Les étoiles contiennent un monde qui leur est propre 
Au large c’est des feux que traînent les navires
Amère, embrasée, priant avec ferveur,
Libère-toi, mon âme, de l’anneau des ténèbres...

Comment oserais-je parler de Séféris?? Pour révéler sans trahir le sens et l’essence d’une œuvre tellement ésotérique, il aurait fallu une seconde création. Derrière tout poème, c’est un souffle de vie que le lecteur doit trouver, seul, pour l’identifier au sien propre. Cette petite flamme n’est jamais la même pour tous… C’est d’ailleurs ce qui distingue la Connaissance de la Vérité artistique. À travers toute œuvre d’art, c’est notre propre reflet que nous cherchons et l’artiste est le Mystagogue et le Révélateur.

Mais Séféris n’écrit pas pour les foules - il écrit pour les élus.
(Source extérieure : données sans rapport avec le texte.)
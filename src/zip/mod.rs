//! Zip container access for package files.
//!
//! - [`structures`]: records of the zip format (EOCD, ZIP64 records, entries)
//! - [`parser`]: locating and parsing the central directory
//! - [`extractor`]: reading, inflating and CRC-checking entry data
//!
//! Supported: standard zip and ZIP64, STORED and DEFLATE entries.
//! Not supported: encryption, multi-disk archives, other compression methods.

mod extractor;
mod parser;
mod structures;

pub use extractor::ZipExtractor;
pub use parser::ZipParser;
pub use structures::*;
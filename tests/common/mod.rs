//! Minimal zip writer for building test packages.

#![allow(dead_code)]

use byteorder::{LittleEndian, WriteBytesExt};
use flate2::Compression;
use flate2::write::DeflateEncoder;
use std::io::Write;

#[derive(Clone, Copy, PartialEq, Eq)]
pub enum Method {
    Stored,
    Deflate,
}

struct Entry {
    name: String,
    method: Method,
    crc: u32,
    uncompressed_size: u32,
    data: Vec<u8>,
}

#[derive(Default)]
pub struct ZipBuilder {
    entries: Vec<Entry>,
}

impl ZipBuilder {
    pub fn new() -> Self {
        Self::default()
    }

    pub fn stored(self, name: &str, body: &[u8]) -> Self {
        self.entry(name, body, Method::Stored)
    }

    pub fn deflated(self, name: &str, body: &[u8]) -> Self {
        self.entry(name, body, Method::Deflate)
    }

    pub fn directory(mut self, name: &str) -> Self {
        self.entries.push(Entry {
            name: name.to_owned(),
            method: Method::Stored,
            crc: 0,
            uncompressed_size: 0,
            data: Vec::new(),
        });
        self
    }

    fn entry(mut self, name: &str, body: &[u8], method: Method) -> Self {
        let mut crc = flate2::Crc::new();
        crc.update(body);

        let data = match method {
            Method::Stored => body.to_vec(),
            Method::Deflate => {
                let mut encoder = DeflateEncoder::new(Vec::new(), Compression::default());
                encoder.write_all(body).unwrap();
                encoder.finish().unwrap()
            }
        };

        self.entries.push(Entry {
            name: name.to_owned(),
            method,
            crc: crc.sum(),
            uncompressed_size: body.len() as u32,
            data,
        });
        self
    }

    /// Overwrite the recorded CRC of the last entry.
    pub fn corrupt_last_crc(mut self) -> Self {
        if let Some(entry) = self.entries.last_mut() {
            entry.crc ^= 0xdead_beef;
        }
        self
    }

    pub fn build(self) -> Vec<u8> {
        let mut out = Vec::new();
        let mut offsets = Vec::with_capacity(self.entries.len());

        for entry in &self.entries {
            offsets.push(out.len() as u32);
            out.write_u32::<LittleEndian>(0x0403_4b50).unwrap();
            out.write_u16::<LittleEndian>(20).unwrap();
            out.write_u16::<LittleEndian>(0).unwrap();
            out.write_u16::<LittleEndian>(method_code(entry.method)).unwrap();
            out.write_u32::<LittleEndian>(0).unwrap(); // time, date
            out.write_u32::<LittleEndian>(entry.crc).unwrap();
            out.write_u32::<LittleEndian>(entry.data.len() as u32).unwrap();
            out.write_u32::<LittleEndian>(entry.uncompressed_size).unwrap();
            out.write_u16::<LittleEndian>(entry.name.len() as u16).unwrap();
            out.write_u16::<LittleEndian>(0).unwrap();
            out.extend_from_slice(entry.name.as_bytes());
            out.extend_from_slice(&entry.data);
        }

        let cd_offset = out.len() as u32;
        for (entry, offset) in self.entries.iter().zip(&offsets) {
            out.write_u32::<LittleEndian>(0x0201_4b50).unwrap();
            out.write_u16::<LittleEndian>(20).unwrap();
            out.write_u16::<LittleEndian>(20).unwrap();
            out.write_u16::<LittleEndian>(0).unwrap();
            out.write_u16::<LittleEndian>(method_code(entry.method)).unwrap();
            out.write_u32::<LittleEndian>(0).unwrap();
            out.write_u32::<LittleEndian>(entry.crc).unwrap();
            out.write_u32::<LittleEndian>(entry.data.len() as u32).unwrap();
            out.write_u32::<LittleEndian>(entry.uncompressed_size).unwrap();
            out.write_u16::<LittleEndian>(entry.name.len() as u16).unwrap();
            out.write_u16::<LittleEndian>(0).unwrap(); // extra
            out.write_u16::<LittleEndian>(0).unwrap(); // comment
            out.write_u16::<LittleEndian>(0).unwrap(); // disk
            out.write_u16::<LittleEndian>(0).unwrap(); // internal attrs
            out.write_u32::<LittleEndian>(0).unwrap(); // external attrs
            out.write_u32::<LittleEndian>(*offset).unwrap();
            out.extend_from_slice(entry.name.as_bytes());
        }
        let cd_size = out.len() as u32 - cd_offset;

        let count = self.entries.len() as u16;
        out.write_u32::<LittleEndian>(0x0605_4b50).unwrap();
        out.write_u16::<LittleEndian>(0).unwrap();
        out.write_u16::<LittleEndian>(0).unwrap();
        out.write_u16::<LittleEndian>(count).unwrap();
        out.write_u16::<LittleEndian>(count).unwrap();
        out.write_u32::<LittleEndian>(cd_size).unwrap();
        out.write_u32::<LittleEndian>(cd_offset).unwrap();
        out.write_u16::<LittleEndian>(0).unwrap();
        out
    }
}

fn method_code(method: Method) -> u16 {
    match method {
        Method::Stored => 0,
        Method::Deflate => 8,
    }
}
Sa profonde solitude, son angoisse d’être supérieur, sa perpétuelle insatisfaction, son inlassable poursuite d’un idéal qui fuit ne seront jamais perçus par le lecteur du dimanche... Car en revêtant l’idée d’une forme sensible, il la rend sujet et tisse autour d’elle la merveilleuse trame, laissant couler dans ses vers un frisson délicieux d’harmonie musicale.

La nuit rétrécit et demeure étrangère 
Sur la soie ténébreuse les lumières sont éteintes
Tu sais, ô mon âme, quelle loi te ligote
Et ce qui te reste et ce que tu perds…
Sur la soie ténébreuse les lumières sont éteintes...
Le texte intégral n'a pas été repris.